The overarching goal of the CADW- ‘Interrogation of the Stress and DNA Damage Response During Spaceflight’ investigation is to determine whether increased DNA damage induced by the harsher environment of low Earth orbit spaceflight (microgravity, radiation, stress) is regulated by the stimulation of a certain key protein-coding gene called β-arrestin1.
While on Earth, mammalian cells are continuously bombarded by DNA damaging factors which threaten genomic integrity and cell viability, spaceflight deals with significantly harsher conditions. Such threats that can be turned into opportunities for research and gaining a deeper understanding of life.
β-arrestin1 has been found to play significant roles in chronic stress-induced DNA damage. Such DNA damage can have profound consequences on human health and is associated with the functional changes that accompany several human diseases, including cancer.
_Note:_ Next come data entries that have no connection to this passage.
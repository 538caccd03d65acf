use clap::Parser;
use std::path::PathBuf;

#[derive(Parser, Debug, Clone)]
#[command(name = "minute", about = "Minute - meeting recorder and minutes generator")]
pub struct CliArgs {
    /// Port for the local API server
    #[arg(long, env = "PORT", default_value_t = 13001)]
    pub port: u16,

    /// Directory holding the database and uploaded audio
    #[arg(long)]
    pub data_dir: Option<PathBuf>,

    /// Bind to all interfaces instead of loopback only
    #[arg(long)]
    pub listen_all: bool,
}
During the RAKIA mission on Axiom-1, CADW Therapeutics will examine stress and DNA damage response during spaceflight, whether the beta-arrestin1 signaling pathway is activated by microgravity and low orbit space flight, including mimicking cosmic radiation and stress, to see if genomic damage during space travel is connected to the silencing of this very specific gene (beta-arrestin1). Thus, understanding how all these effects can be mitigated, and one day reversed, will pave the way for future work on preventive measures, with implications both on life on Earth as well as future missions beyond LEO.
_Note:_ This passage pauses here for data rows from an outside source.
// SPDX-License-Identifier: AGPL-3.0-only
// SPDX-FileCopyrightText: 2025 Steve Clarke <stephenlclarke@mac.com> - https://xyzzy.tools

//! Dotted/bracketed path expressions such as
//! `RptgReq[0].AcctOwnr.Agt.FinInstnId.ClrSysMmbId.MmbId`.

use crate::engine::error::MappingError;
use nom::{
    IResult, Parser,
    branch::alt,
    bytes::complete::{tag, take_while},
    character::complete::{alpha1, char, digit1},
    combinator::{map, map_res, opt, recognize},
    multi::separated_list1,
    sequence::{delimited, pair},
};
use std::fmt;
use std::str::FromStr;

/// One step of a path: a field name with an optional zero-based index.
#[derive(Debug, Clone, PartialEq, Eq, Hash)]
pub struct PathSegment {
    pub name: String,
    pub index: Option<usize>,
}

impl PathSegment {
    pub fn field(name: &str) -> Self {
        Self {
            name: name.to_string(),
            index: None,
        }
    }

    pub fn indexed(name: &str, index: usize) -> Self {
        Self {
            name: name.to_string(),
            index: Some(index),
        }
    }
}

impl fmt::Display for PathSegment {
    fn fmt(&self, f: &mut fmt::Formatter<'_>) -> fmt::Result {
        match self.index {
            Some(index) => write!(f, "{}[{}]", self.name, index),
            None => f.write_str(&self.name),
        }
    }
}

/// A parsed, non-empty path. Immutable once built and cheap to share.
#[derive(Debug, Clone, PartialEq, Eq, Hash)]
pub struct FieldPath {
    segments: Vec<PathSegment>,
}

impl FieldPath {
    pub fn segments(&self) -> &[PathSegment] {
        &self.segments
    }

    pub fn last(&self) -> &PathSegment {
        // Construction guarantees at least one segment.
        &self.segments[self.segments.len() - 1]
    }

    /// Copy of this path with `index` attached to its final segment.
    pub fn indexed(&self, index: usize) -> Result<FieldPath, MappingError> {
        if self.last().index.is_some() {
            return Err(MappingError::MalformedPath {
                path: self.to_string(),
                reason: "sequence path already ends with an index".to_string(),
            });
        }
        let mut segments = self.segments.clone();
        if let Some(last) = segments.last_mut() {
            last.index = Some(index);
        }
        Ok(FieldPath { segments })
    }

    pub fn join(&self, other: &FieldPath) -> FieldPath {
        let mut segments = self.segments.clone();
        segments.extend(other.segments.iter().cloned());
        FieldPath { segments }
    }
}

impl fmt::Display for FieldPath {
    fn fmt(&self, f: &mut fmt::Formatter<'_>) -> fmt::Result {
        for (pos, segment) in self.segments.iter().enumerate() {
            if pos > 0 {
                f.write_str(".")?;
            }
            write!(f, "{segment}")?;
        }
        Ok(())
    }
}

impl FromStr for FieldPath {
    type Err = MappingError;

    fn from_str(s: &str) -> Result<Self, Self::Err> {
        parse_path(s)
    }
}

/// Parse a path expression into its segments.
pub fn parse_path(input: &str) -> Result<FieldPath, MappingError> {
    if input.trim().is_empty() {
        return Err(malformed(input, "path is empty"));
    }

    match separated_list1(char('.'), segment).parse(input) {
        Ok(("", segments)) => Ok(FieldPath { segments }),
        Ok((rest, _)) => Err(malformed(input, &describe_remainder(rest))),
        Err(_) => Err(malformed(input, &describe_remainder(input))),
    }
}

fn malformed(path: &str, reason: &str) -> MappingError {
    MappingError::MalformedPath {
        path: path.to_string(),
        reason: reason.to_string(),
    }
}

/// Turn the unparsed tail into a message a table author can act on.
fn describe_remainder(rest: &str) -> String {
    if let Some(after) = rest.strip_prefix('[') {
        return match after.find(']') {
            None => "unterminated '['".to_string(),
            Some(end) => format!(
                "index '{}' is not a non-negative integer",
                &after[..end]
            ),
        };
    }
    if rest.starts_with(']') {
        return "unmatched ']'".to_string();
    }
    if rest.starts_with('.') {
        return "empty segment".to_string();
    }
    format!("unexpected input at '{rest}'")
}

fn identifier(input: &str) -> IResult<&str, &str> {
    recognize(pair(
        alt((alpha1, tag("_"))),
        take_while(|c: char| c.is_ascii_alphanumeric() || c == '_'),
    ))
    .parse(input)
}

fn index(input: &str) -> IResult<&str, usize> {
    delimited(char('['), map_res(digit1, str::parse::<usize>), char(']')).parse(input)
}

fn segment(input: &str) -> IResult<&str, PathSegment> {
    map(pair(identifier, opt(index)), |(name, index)| PathSegment {
        name: name.to_string(),
        index,
    })
    .parse(input)
}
In collaboration with SpacePharma, the CADW- ‘Interrogation of the Stress and DNA Damage Response During Spaceflight’ investigation utilizes an automated ‘laboratory’ platform designed by SpacePharma, the ICE Cubes – SPIC2 providing temperature control system, combined with CO2-independent media, enabling ‘incubator free’ cell culture conditions. Accompanied with relevant software for operating different components, such as fluid handling, optics, electronic, and software systems, together with microfluidic chips, this system allows cell-based experiments to be performed inside the ICE Cubes Facility, onboard the ISS Columbus module of ESA.